- INSTRUCTIONS FOR THE TASK: Determine how many lines of the listing contain the word "instrument". The reply is that number alone.

- GIVEN RECORDS:

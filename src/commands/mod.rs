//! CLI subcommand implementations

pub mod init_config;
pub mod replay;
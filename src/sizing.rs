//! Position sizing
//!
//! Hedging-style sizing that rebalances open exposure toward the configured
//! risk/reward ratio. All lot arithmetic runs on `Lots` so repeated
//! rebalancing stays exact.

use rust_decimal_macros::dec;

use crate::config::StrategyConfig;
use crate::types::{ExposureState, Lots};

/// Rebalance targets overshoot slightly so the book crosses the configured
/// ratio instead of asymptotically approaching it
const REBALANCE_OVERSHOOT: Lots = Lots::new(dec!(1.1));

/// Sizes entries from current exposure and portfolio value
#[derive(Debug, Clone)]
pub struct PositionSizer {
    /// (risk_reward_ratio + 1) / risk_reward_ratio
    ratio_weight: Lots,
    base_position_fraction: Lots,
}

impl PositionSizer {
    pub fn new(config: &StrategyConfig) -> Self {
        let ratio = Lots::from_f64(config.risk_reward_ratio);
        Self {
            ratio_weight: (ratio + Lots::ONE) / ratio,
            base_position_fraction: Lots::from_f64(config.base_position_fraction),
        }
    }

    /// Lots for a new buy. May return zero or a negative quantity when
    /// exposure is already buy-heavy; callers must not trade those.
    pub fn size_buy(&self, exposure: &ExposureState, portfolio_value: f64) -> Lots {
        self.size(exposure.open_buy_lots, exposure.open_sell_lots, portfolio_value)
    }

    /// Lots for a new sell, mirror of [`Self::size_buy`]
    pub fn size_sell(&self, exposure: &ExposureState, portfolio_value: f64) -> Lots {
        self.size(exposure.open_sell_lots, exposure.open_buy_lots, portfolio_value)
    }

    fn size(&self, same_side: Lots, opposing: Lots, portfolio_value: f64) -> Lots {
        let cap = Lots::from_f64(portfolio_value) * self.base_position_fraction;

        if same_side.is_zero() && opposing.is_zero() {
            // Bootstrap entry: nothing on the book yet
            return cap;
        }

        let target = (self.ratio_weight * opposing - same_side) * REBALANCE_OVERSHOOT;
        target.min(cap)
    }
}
==
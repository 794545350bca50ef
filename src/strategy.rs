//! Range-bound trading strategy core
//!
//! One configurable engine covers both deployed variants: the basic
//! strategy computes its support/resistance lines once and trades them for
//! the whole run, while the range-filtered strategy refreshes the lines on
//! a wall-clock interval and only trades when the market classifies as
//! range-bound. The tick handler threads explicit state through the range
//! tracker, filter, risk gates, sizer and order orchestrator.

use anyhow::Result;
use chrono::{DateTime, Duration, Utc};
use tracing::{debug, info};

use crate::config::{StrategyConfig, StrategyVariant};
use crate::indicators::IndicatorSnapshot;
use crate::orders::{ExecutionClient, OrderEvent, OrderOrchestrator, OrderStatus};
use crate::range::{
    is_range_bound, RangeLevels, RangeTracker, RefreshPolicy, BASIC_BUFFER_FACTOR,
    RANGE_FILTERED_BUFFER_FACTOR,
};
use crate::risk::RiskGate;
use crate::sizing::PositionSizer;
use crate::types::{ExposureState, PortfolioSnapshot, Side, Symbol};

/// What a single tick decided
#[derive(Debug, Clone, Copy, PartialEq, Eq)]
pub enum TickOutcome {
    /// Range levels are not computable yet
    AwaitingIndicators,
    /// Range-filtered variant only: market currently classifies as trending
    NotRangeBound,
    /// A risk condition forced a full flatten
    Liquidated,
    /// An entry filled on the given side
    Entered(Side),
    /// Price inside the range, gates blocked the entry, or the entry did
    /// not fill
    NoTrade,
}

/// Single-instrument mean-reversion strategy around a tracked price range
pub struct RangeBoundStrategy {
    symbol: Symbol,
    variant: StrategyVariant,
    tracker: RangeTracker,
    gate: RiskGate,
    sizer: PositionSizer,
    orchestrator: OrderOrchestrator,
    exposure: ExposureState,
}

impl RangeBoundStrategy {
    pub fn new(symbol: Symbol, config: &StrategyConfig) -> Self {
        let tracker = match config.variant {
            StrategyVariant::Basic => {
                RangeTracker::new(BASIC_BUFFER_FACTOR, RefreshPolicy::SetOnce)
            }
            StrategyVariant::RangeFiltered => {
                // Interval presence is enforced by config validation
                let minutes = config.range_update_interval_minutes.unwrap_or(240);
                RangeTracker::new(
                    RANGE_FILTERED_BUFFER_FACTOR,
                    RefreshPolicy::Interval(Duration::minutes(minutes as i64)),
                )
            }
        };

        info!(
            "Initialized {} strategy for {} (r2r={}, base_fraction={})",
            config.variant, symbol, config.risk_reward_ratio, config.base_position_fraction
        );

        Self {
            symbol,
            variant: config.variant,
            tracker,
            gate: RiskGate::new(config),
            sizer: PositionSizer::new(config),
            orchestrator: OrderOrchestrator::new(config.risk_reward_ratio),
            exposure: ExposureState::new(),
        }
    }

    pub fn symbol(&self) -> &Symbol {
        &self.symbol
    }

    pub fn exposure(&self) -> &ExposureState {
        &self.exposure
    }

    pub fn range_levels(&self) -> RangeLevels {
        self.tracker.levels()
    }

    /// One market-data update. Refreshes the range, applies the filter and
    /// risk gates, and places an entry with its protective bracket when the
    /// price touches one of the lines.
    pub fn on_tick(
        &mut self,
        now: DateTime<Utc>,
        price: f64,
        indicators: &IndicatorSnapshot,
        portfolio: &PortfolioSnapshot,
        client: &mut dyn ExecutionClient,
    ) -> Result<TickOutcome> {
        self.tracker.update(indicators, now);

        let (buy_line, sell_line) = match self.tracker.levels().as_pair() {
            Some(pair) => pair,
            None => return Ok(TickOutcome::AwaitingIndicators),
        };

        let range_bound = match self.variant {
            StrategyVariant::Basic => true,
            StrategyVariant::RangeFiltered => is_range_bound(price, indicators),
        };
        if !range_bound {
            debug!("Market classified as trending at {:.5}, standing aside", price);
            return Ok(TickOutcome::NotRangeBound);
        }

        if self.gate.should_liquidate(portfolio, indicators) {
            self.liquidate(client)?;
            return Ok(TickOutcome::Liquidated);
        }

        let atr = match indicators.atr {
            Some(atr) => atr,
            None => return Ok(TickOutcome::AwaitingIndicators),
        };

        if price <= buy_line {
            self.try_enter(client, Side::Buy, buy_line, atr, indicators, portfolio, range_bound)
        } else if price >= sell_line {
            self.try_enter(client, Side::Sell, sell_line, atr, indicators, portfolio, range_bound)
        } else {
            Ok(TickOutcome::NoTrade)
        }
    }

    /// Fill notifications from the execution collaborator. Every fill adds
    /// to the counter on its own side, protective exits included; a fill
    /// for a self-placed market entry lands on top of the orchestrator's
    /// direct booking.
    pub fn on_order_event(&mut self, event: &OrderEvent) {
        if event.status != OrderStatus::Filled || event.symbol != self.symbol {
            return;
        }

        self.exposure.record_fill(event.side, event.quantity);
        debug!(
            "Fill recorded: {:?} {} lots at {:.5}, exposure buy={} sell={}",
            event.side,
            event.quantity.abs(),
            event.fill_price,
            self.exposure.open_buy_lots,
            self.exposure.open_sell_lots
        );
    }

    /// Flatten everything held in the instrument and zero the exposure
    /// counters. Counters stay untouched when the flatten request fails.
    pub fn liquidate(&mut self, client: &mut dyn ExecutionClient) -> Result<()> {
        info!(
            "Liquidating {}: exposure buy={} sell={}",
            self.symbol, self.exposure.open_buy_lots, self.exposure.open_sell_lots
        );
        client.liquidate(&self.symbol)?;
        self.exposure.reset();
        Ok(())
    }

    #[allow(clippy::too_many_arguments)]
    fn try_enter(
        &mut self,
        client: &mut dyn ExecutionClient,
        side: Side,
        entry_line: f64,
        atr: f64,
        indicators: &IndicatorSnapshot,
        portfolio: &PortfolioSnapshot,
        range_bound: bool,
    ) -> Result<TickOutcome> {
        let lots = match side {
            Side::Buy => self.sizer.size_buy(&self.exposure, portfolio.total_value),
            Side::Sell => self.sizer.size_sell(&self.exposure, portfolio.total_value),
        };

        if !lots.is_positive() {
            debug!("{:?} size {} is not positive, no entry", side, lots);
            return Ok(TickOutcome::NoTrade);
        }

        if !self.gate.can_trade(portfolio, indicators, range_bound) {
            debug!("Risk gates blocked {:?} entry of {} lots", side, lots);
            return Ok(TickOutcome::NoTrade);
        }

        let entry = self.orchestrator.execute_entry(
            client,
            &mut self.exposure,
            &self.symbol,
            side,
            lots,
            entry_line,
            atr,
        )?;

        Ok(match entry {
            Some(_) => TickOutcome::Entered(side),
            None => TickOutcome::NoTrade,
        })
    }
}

- OUTPUT OF THE EXERCISE: 2